Always use an oven thermometer till you've proven your temp settings!!
I've been powder coating for a couple years for my 25-20WCF with great success, and just got started with a new 45acp. I've noticed a faint gray line along the lands on the 45 that is hard to get out. These bullets passed the smash test as well as a couple swipes with acetone on a rag. After seeing the residue in the 45 barrel I wet a rag with acetone and kept rubbing the bullet, about a minute in I started seeing color on the rag and then the whole area I was rubbing wiped off.
That led me to believe they weren't fully cured. Maybe the extra mass of the 45 bullets were soaking up more heat than the little 25s. I had checked the oven empty and noted it was 15-20 degrees hotter than the temp setting. I tend to load up the tray with as many as I can stand up with finger room around them.
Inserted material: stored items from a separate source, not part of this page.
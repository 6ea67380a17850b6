//=========================================================================
// Platform Bridge
//=========================================================================
//
// Bridges platform backends (winit, headless, ...) with core systems.
//
// This module defines the contract between platform implementations and
// the loop driver, so backends can be swapped without touching core
// code.
//
// Components:
// - `interface`: boundary traits, handles and error definitions
//
//=========================================================================

//=== Module Declarations =================================================

pub(crate) mod interface;

//=== Public API ==========================================================

pub use interface::{
    Graphics, ImageHandle, PlatformError, ResourceError, ResourceLoader, Window, WindowSystem,
};
//=========================================================================
// Clock
//=========================================================================
//
// Fixed-cadence tick source for the loop driver.
//
// Architecture:
//   Ticker::start(interval) → crossbeam tick channel → wait() → Instant
//                                                              ↓
//                                               Tick::since(previous)
//
// Ticks are not perfectly periodic. Consumers compute the measured delta
// from the previous tick instead of assuming the nominal interval.
//
//=========================================================================

//=== External Dependencies ===============================================

use std::time::{Duration, Instant};

use crossbeam_channel::{never, tick, Receiver};
use log::{debug, trace};

//=== Tick ================================================================

/// One fixed-cadence step of the game loop.
///
/// Carries the instant the tick fired and the wall-clock time elapsed
/// since the previous tick. `delta` is measured, so states must treat it
/// as variable (but bounded by the scheduler's jitter).
#[derive(Debug, Clone, Copy, PartialEq, Eq)]
pub struct Tick {
    /// Instant at which the ticker fired.
    pub time: Instant,

    /// Elapsed time since the previous tick.
    pub delta: Duration,
}

impl Tick {
    /// Builds a tick from its firing instant and the previous tick's instant.
    ///
    /// A `previous` later than `time` yields a zero delta rather than
    /// panicking.
    pub fn since(time: Instant, previous: Instant) -> Self {
        Self {
            time,
            delta: time.saturating_duration_since(previous),
        }
    }
}

//=== Ticker ==============================================================

/// Emits tick instants at a configured frequency until stopped.
///
/// Backed by [`crossbeam_channel::tick`]. Stopping swaps the receiver for
/// [`crossbeam_channel::never`], which releases the timer and makes any
/// further [`Ticker::wait`] return `None` immediately.
pub struct Ticker {
    receiver: Receiver<Instant>,
    interval: Duration,
    started: Instant,
    running: bool,
}

impl Ticker {
    //--- Construction -----------------------------------------------------

    /// Starts emitting ticks every `interval`.
    ///
    /// # Panics
    ///
    /// Panics if `interval` is zero.
    pub fn start(interval: Duration) -> Self {
        assert!(!interval.is_zero(), "Tick interval must be positive");
        debug!(target: "clock", "Ticker started (interval: {:?})", interval);

        Self {
            started: Instant::now(),
            receiver: tick(interval),
            interval,
            running: true,
        }
    }

    //--- Emission ---------------------------------------------------------

    /// Blocks until the next tick fires and returns its instant.
    ///
    /// Returns `None` once the ticker has been stopped.
    pub fn wait(&self) -> Option<Instant> {
        if !self.running {
            return None;
        }

        match self.receiver.recv() {
            Ok(instant) => {
                trace!(target: "clock", "Tick at {:?}", instant);
                Some(instant)
            }
            Err(_) => None,
        }
    }

    /// Halts emission and releases the underlying timer.
    ///
    /// Stopping an already stopped ticker is a no-op.
    pub fn stop(&mut self) {
        if self.running {
            self.receiver = never();
            self.running = false;
            debug!(target: "clock", "Ticker stopped");
        }
    }

    //--- Queries ----------------------------------------------------------

    /// Nominal interval between ticks.
    pub fn interval(&self) -> Duration {
        self.interval
    }

    /// Instant the ticker started; the first tick fires one interval later.
    pub fn started(&self) -> Instant {
        self.started
    }

    /// Whether the ticker is still emitting.
    pub fn is_running(&self) -> bool {
        self.running
    }
}

//=========================================================================
// Unit Tests
//=========================================================================
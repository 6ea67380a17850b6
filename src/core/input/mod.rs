//=========================================================================
// Input
//
// Engine-side input model and routing.
//
// Responsibilities:
// - Represent raw key / cursor input in a platform-independent way
// - Route each event to the active state's listener capability, if any
//
// Notes:
// Key-code translation tables live in the platform layer. This module
// only sees already-translated `KeyCode`s.
//
//=========================================================================

//=== Submodules ==========================================================

mod dispatcher;
pub mod event;

//=== Public API ==========================================================

pub use dispatcher::InputDispatcher;
pub use event::{InputEvent, KeyCode};
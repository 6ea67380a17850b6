//=========================================================================
// Prelude
//=========================================================================
//
// Convenience module that re-exports commonly used types and traits.
//
// Usage:
//   use tickstate_engine::prelude::*;
//
//=========================================================================

//=== Public API ==========================================================

// Engine core
pub use crate::engine::{Engine, EngineBuilder};
pub use crate::error::EngineError;
pub use crate::core::settings::Settings;
pub use crate::core::clock::Tick;

// State machine
pub use crate::core::state::{CursorListener, KeyListener, State, Transition};

// Input system
pub use crate::core::input::{InputEvent, KeyCode};

// Platform boundary
pub use crate::core::platform_bridge::{Graphics, ImageHandle, ResourceError, ResourceLoader};
//=========================================================================
// Engine Errors
//=========================================================================
//
// Top-level error taxonomy returned by `Engine::start`.
//
//   Platform  → bootstrap failure (window / event loop)
//   Resource  → a state failed to load an asset
//   Config    → settings could not be read or are invalid
//   NoActiveState → driver invariant broken (should never surface)
//
// Every variant is fatal to the run. There is no retry policy.
//
//=========================================================================

//=== External Dependencies ===============================================

use thiserror::Error;

//=== Internal Dependencies ===============================================

use crate::core::platform_bridge::{PlatformError, ResourceError};
use crate::core::settings::ConfigError;

//=== EngineError =========================================================

/// Fatal failure of an engine run.
#[derive(Debug, Error)]
pub enum EngineError {
    #[error(transparent)]
    Platform(#[from] PlatformError),

    #[error(transparent)]
    Resource(#[from] ResourceError),

    #[error(transparent)]
    Config(#[from] ConfigError),

    /// The driver found no live state where one was required.
    #[error("no active state in the loop session")]
    NoActiveState,
}

//=========================================================================
// Unit Tests
//=========================================================================

#[cfg(test)]
mod tests {
    use super::*;

    #[test]
    fn platform_errors_convert() {
        let err: EngineError = PlatformError::WindowUnavailable.into();
        assert!(matches!(err, EngineError::Platform(_)));
        assert_eq!(err.to_string(), "platform did not provide a window");
    }

    #[test]
    fn config_errors_convert() {
        let err: EngineError = ConfigError::Invalid {
            field: "fps",
            reason: "must be positive",
        }
        .into();
        assert!(matches!(err, EngineError::Config(_)));
    }
}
Thinking I was overloading the Black &Decker toaster oven, I put the thermometer on the tray and stacked 100+ already cooked bullets around it and put it in at my normal 400 degrees for 20 Minutes. I drug up a seat and a flashlight to watch the thermometer, something I hadn't done in the past. By the time it was down to 15 minutes it was only at 250 degrees, but the thermostat was cycling on and off. At 10 minutes it was barely up to 320, 350 by 5 minutes to go. I then turned the temperature dial up to 450. It didn't take long to pass 400 and by the time it hit 425 I started turning the dial down little by little. I ended up with it back at 400 for the remainder of the required 10 minute soak time.
I think I'm going to experiment a little, put a new batch in and turn it to 450 till the thermometer gets to 400, then back off to 400 on the dial for 10 minutes. Or maybe just set it at 410-415 for 30 minutes or so and watch it again. The oven had been pre-heated for about 10 minutes before I started.
Would re-heating the bullets I've already coated cause any harm or do any good?